[TASK GOAL] All lines containing the string "Accumulating" must be copied from the entries.

[Saved entries]
════════════════════

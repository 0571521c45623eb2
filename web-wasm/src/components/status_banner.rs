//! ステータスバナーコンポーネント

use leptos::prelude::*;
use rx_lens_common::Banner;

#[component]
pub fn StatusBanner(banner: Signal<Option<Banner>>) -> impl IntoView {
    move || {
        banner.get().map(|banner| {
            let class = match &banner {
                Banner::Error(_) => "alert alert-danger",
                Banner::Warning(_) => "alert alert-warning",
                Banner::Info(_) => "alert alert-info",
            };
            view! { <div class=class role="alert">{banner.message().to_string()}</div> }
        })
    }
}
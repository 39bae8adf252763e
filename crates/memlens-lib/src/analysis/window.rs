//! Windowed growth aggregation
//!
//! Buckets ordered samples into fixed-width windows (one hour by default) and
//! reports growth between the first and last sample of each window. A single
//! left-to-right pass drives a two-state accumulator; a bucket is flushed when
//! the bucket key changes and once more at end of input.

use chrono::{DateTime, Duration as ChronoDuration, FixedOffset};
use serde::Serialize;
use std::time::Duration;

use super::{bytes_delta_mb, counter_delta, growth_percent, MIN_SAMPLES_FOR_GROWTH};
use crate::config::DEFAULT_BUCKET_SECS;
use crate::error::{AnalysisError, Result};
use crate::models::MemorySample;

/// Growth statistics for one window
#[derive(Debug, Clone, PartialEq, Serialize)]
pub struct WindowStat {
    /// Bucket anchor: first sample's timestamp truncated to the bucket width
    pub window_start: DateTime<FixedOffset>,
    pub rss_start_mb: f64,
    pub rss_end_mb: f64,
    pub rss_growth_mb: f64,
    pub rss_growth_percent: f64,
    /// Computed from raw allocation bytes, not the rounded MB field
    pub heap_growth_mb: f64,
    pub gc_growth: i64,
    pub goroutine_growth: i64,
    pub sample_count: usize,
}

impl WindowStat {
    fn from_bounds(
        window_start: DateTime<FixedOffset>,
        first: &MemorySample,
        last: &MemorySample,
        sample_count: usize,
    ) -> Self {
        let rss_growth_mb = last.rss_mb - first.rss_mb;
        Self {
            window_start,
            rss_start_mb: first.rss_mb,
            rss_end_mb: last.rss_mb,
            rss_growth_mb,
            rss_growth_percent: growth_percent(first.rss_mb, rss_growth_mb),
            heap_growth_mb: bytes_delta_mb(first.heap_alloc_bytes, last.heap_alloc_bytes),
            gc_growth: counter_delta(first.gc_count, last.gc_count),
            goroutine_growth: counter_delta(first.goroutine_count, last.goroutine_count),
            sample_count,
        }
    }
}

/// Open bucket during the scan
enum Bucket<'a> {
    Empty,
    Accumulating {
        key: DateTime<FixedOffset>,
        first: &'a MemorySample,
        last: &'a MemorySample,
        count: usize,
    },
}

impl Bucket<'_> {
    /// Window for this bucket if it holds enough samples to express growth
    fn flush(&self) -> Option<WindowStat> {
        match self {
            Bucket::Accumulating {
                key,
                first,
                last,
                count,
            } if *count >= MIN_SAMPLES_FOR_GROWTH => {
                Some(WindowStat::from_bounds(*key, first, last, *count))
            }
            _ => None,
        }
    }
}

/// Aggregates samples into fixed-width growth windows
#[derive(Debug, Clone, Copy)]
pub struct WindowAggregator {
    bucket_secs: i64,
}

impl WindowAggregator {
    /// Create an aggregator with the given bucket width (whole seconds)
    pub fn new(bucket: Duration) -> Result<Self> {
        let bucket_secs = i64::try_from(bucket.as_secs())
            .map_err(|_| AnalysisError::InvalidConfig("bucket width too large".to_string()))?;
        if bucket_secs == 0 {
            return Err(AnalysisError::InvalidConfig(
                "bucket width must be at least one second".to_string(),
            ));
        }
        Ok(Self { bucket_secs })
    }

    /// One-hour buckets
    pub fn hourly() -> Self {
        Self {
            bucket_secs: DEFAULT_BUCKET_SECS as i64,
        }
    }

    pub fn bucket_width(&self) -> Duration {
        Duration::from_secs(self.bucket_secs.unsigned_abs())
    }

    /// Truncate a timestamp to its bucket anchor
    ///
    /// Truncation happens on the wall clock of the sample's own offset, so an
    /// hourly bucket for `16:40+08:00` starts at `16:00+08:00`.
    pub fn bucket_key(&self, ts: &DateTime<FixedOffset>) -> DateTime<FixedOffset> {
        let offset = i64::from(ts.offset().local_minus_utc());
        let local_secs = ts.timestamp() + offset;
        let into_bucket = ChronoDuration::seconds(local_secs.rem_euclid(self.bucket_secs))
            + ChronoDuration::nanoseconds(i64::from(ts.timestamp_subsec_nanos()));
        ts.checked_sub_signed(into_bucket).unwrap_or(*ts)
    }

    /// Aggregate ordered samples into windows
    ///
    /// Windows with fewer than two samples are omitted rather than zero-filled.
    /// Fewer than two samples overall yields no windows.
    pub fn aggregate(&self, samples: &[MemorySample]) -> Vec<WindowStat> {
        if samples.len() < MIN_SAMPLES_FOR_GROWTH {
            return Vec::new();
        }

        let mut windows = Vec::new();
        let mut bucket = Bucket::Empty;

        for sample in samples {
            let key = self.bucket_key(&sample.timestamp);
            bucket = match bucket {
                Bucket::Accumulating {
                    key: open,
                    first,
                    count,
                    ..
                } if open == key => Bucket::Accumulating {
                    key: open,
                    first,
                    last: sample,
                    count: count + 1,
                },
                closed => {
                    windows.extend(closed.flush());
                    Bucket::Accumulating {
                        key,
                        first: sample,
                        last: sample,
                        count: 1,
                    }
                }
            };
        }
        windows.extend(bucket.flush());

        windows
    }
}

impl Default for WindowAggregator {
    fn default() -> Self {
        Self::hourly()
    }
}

════════════════════

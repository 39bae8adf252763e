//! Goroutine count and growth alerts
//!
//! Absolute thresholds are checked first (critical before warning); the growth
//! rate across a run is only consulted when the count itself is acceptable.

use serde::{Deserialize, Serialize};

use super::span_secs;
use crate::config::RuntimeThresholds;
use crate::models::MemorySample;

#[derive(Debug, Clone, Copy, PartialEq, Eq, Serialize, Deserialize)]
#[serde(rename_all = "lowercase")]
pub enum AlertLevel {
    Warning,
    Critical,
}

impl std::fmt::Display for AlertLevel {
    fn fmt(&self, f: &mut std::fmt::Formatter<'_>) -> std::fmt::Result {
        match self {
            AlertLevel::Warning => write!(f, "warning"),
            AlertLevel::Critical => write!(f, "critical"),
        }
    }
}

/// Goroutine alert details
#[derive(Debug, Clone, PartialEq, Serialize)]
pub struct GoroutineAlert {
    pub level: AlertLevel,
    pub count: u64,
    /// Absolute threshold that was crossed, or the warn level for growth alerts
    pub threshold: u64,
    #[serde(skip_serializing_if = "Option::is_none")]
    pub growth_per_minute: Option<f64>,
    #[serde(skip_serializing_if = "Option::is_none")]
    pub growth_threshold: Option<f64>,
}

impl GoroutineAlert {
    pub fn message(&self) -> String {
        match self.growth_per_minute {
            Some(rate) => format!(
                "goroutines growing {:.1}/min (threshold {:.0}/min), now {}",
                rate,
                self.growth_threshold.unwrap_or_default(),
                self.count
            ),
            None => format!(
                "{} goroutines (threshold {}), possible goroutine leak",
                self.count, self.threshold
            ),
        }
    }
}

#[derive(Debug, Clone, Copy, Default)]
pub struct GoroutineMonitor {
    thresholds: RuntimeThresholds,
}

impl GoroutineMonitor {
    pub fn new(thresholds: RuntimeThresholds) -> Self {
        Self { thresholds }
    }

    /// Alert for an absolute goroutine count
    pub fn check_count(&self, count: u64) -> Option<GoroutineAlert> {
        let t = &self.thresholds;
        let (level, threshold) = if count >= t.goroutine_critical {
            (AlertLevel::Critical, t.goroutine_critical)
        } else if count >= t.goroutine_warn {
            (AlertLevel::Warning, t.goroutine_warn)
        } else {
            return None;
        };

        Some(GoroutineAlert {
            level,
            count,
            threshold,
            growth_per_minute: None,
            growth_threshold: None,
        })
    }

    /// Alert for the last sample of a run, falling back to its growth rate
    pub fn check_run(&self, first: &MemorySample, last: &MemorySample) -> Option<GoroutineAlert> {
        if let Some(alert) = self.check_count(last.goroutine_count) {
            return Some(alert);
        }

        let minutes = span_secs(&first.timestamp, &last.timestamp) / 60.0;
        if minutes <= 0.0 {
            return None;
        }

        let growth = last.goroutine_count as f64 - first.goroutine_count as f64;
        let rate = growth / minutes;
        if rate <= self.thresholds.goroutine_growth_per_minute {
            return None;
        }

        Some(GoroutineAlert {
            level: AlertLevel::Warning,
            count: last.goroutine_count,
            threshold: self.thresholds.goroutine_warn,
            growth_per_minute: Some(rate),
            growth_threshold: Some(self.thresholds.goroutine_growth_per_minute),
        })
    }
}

════════════════════

[TASK RESULT]
    Accumulating {
            Bucket::Accumulating {
                Bucket::Accumulating {
                } if open == key => Bucket::Accumulating {
                    Bucket::Accumulating {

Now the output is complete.